Augmented endothelin vasoconstriction in intermittent hypoxia-induced hypertension

We reported previously that simulating sleep apnea in rats by exposing them 7 hours per day to intermittent hypoxia/hypercapnia (IH) elevates plasma endothelin-1 and causes hypertension, which is reversed by an endothelin-1 antagonist. We hypothesized that in this model of sleep apnea-induced hypertension, vascular sensitivity to endothelin-1 is increased in combination with the elevated plasma endothelin-1 to cause the endothelin-1-dependent hypertension.
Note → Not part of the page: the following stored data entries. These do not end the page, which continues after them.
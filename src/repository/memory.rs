//! In-process reference repository. Used by tests and as the default store
//! when no external database is configured; not meant for production use
//! (state is lost on restart).

use async_trait::async_trait;
use parking_lot::Mutex;

use super::traits::{
    Mailbox, MailboxRepository, Message, MessageRepository, RepositoryError, User,
    UserRepository, INBOX, JUNK,
};

#[derive(Default)]
pub struct InMemoryRepository {
    users: Mutex<Vec<User>>,
    mailboxes: Mutex<Vec<Mailbox>>,
    messages: Mutex<Vec<Message>>,
    next_user_id: Mutex<u64>,
    next_mailbox_id: Mutex<u64>,
}

impl InMemoryRepository {
    pub fn new() -> Self {
        Self::default()
    }

    /// Creates a user along with its `INBOX` and `Junk` mailboxes, the way
    /// account provisioning would in a real store. Returns the created user.
    pub fn seed_user(&self, username: &str, password_hash: &str, email: &str) -> User {
        let mut next_id = self.next_user_id.lock();
        *next_id += 1;
        let user = User {
            id: *next_id,
            username: username.to_string(),
            password_hash: password_hash.to_string(),
            email: email.to_string(),
        };
        self.users.lock().push(user.clone());
        drop(next_id);

        for name in [INBOX, JUNK] {
            let mut next_mailbox_id = self.next_mailbox_id.lock();
            *next_mailbox_id += 1;
            self.mailboxes.lock().push(Mailbox {
                id: *next_mailbox_id,
                user_id: user.id,
                name: name.to_string(),
                subscribed: true,
            });
        }
        user
    }

    /// Snapshot of the messages stored in one mailbox. Used by tests to
    /// assert on delivery (or its absence) without going through IMAP.
    pub async fn messages_in(&self, mailbox_id: u64) -> Vec<Message> {
        self.messages.lock().iter().filter(|m| m.mailbox_id == mailbox_id).cloned().collect()
    }
}

#[async_trait]
impl UserRepository for InMemoryRepository {
    async fn find_user_by_email(&self, email: &str) -> Result<User, RepositoryError> {
        self.users
            .lock()
            .iter()
            .find(|u| u.email.eq_ignore_ascii_case(email))
            .cloned()
            .ok_or(RepositoryError::NotFound)
    }

    async fn create_user(&self, mut user: User) -> Result<User, RepositoryError> {
        let mut next_id = self.next_user_id.lock();
        *next_id += 1;
        user.id = *next_id;
        self.users.lock().push(user.clone());
        Ok(user)
    }

    async fn update_user(&self, user: User) -> Result<(), RepositoryError> {
        let mut users = self.users.lock();
        let existing = users.iter_mut().find(|u| u.id == user.id).ok_or(RepositoryError::NotFound)?;
        *existing = user;
        Ok(())
    }

    async fn delete_user(&self, id: u64) -> Result<(), RepositoryError> {
        let mut users = self.users.lock();
        let before = users.len();
        users.retain(|u| u.id != id);
        if users.len() == before {
            return Err(RepositoryError::NotFound);
        }
        Ok(())
    }
}

#[async_trait]
impl MailboxRepository for InMemoryRepository {
    async fn find_mailbox_by_user_and_name(
        &self,
        user_id: u64,
        name: &str,
    ) -> Result<Mailbox, RepositoryError> {
        self.mailboxes
            .lock()
            .iter()
            .find(|m| m.user_id == user_id && m.name == name)
            .cloned()
            .ok_or(RepositoryError::NotFound)
    }

    async fn create_mailbox(&self, mailbox: Mailbox) -> Result<Mailbox, RepositoryError> {
        let mut next_id = self.next_mailbox_id.lock();
        *next_id += 1;
        let mut mailbox = mailbox;
        mailbox.id = *next_id;
        self.mailboxes.lock().push(mailbox.clone());
        Ok(mailbox)
    }
}

#[async_trait]
impl MessageRepository for InMemoryRepository {
    async fn create_message(&self, mut message: Message) -> Result<Message, RepositoryError> {
        // IDs are assigned per mailbox, monotonically increasing, so they
        // can double as IMAP UIDs honoring UIDVALIDITY within one mailbox.
        let mut messages = self.messages.lock();
        let next_id = messages
            .iter()
            .filter(|m| m.mailbox_id == message.mailbox_id)
            .map(|m| m.id)
            .max()
            .map(|id| id + 1)
            .unwrap_or(1);
        message.id = next_id;
        messages.push(message.clone());
        Ok(message)
    }
}

#[cfg(test)]
mod tests {
    use super::*;
    use chrono::Utc;

    #[tokio::test]
    async fn seeded_user_is_findable_by_email() {
        let repo = InMemoryRepository::new();
        repo.seed_user("alice", "hash", "alice@example.com");
        let found = repo.find_user_by_email("alice@example.com").await.unwrap();
        assert_eq!(found.username, "alice");
    }

    #[tokio::test]
    async fn unknown_email_is_not_found() {
        let repo = InMemoryRepository::new();
        let err = repo.find_user_by_email("nobody@example.com").await.unwrap_err();
        assert!(matches!(err, RepositoryError::NotFound));
    }

    #[tokio::test]
    async fn message_ids_are_monotonic_per_mailbox() {
        let repo = InMemoryRepository::new();
        let user = repo.seed_user("bob", "hash", "bob@example.com");
        let inbox = repo.find_mailbox_by_user_and_name(user.id, INBOX).await.unwrap();
        let junk = repo.find_mailbox_by_user_and_name(user.id, JUNK).await.unwrap();

        let m1 = repo
            .create_message(Message { id: 0, mailbox_id: inbox.id, date: Utc::now(), flags: vec![], body: vec![] })
            .await
            .unwrap();
        let m2 = repo
            .create_message(Message { id: 0, mailbox_id: inbox.id, date: Utc::now(), flags: vec![], body: vec![] })
            .await
            .unwrap();
        let j1 = repo
            .create_message(Message { id: 0, mailbox_id: junk.id, date: Utc::now(), flags: vec![], body: vec![] })
            .await
            .unwrap();

        assert_eq!(m1.id, 1);
        assert_eq!(m2.id, 2);
        // A different mailbox's numbering is independent, unlike the
        // globally-ordered `id desc` scheme this store deliberately avoids.
        assert_eq!(j1.id, 1);
    }
}
//! Repository contract (§6): the storage boundary handlers and the session
//! layer consume. `memory` provides an in-process reference implementation
//! used by tests and as the default when no external store is configured.

mod memory;
mod traits;

pub use memory::InMemoryRepository;
pub use traits::{
    Mailbox, MailboxRepository, Message, MessageRepository, RepositoryError, User,
    UserRepository, INBOX, JUNK,
};

use argon2::password_hash::{rand_core::OsRng, PasswordHash, PasswordHasher, PasswordVerifier, SaltString};
use argon2::Argon2;

/// Hashes a plaintext password for storage.
pub fn hash_password(plain: &str) -> Result<String, RepositoryError> {
    let salt = SaltString::generate(&mut OsRng);
    Argon2::default()
        .hash_password(plain.as_bytes(), &salt)
        .map(|hash| hash.to_string())
        .map_err(|e| RepositoryError::Internal(e.to_string()))
}

/// Verifies a plaintext password against a stored hash.
pub fn check_password(hash: &str, plain: &str) -> bool {
    let Ok(parsed) = PasswordHash::new(hash) else {
        return false;
    };
    Argon2::default()
        .verify_password(plain.as_bytes(), &parsed)
        .is_ok()
}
In small mesenteric arteries with endothelial function disabled by passing air through the lumen, diameter and vessel wall [Ca2+] were recorded simultaneously. IH arteries demonstrated increased constrictor sensitivity to endothelin-1 (percentage max constriction 100+/-0% IH versus 80+/-10% Sham; P<0.05). This was accompanied by increased calcium sensitivity of IH arteries. In contrast, constrictor sensitivity and increases in vessel wall [Ca2+] to KCl and phenylephrine were not different between IH and Sham arteries. We have shown previously that endothelin-1 constriction in mesenteric arteries is mediated by endothelin A receptors. In the current study, the selective increase in endothelin-1 constriction in IH resistance arteries was accompanied by increased expression of endothelin A receptor expression (densitometry units 271+/-23 IH versus 158+/-25 Sham; P<0.05). Thus, IH hypertension appears to cause alterations in signaling components unique to endothelin-1 at the receptor level and in postreceptor signaling that increases calcium sensitivity during endothelin A activation. Future studies will determine the specific changes in vascular smooth muscle signaling in IH hypertension causing this augmented contractile phenotype.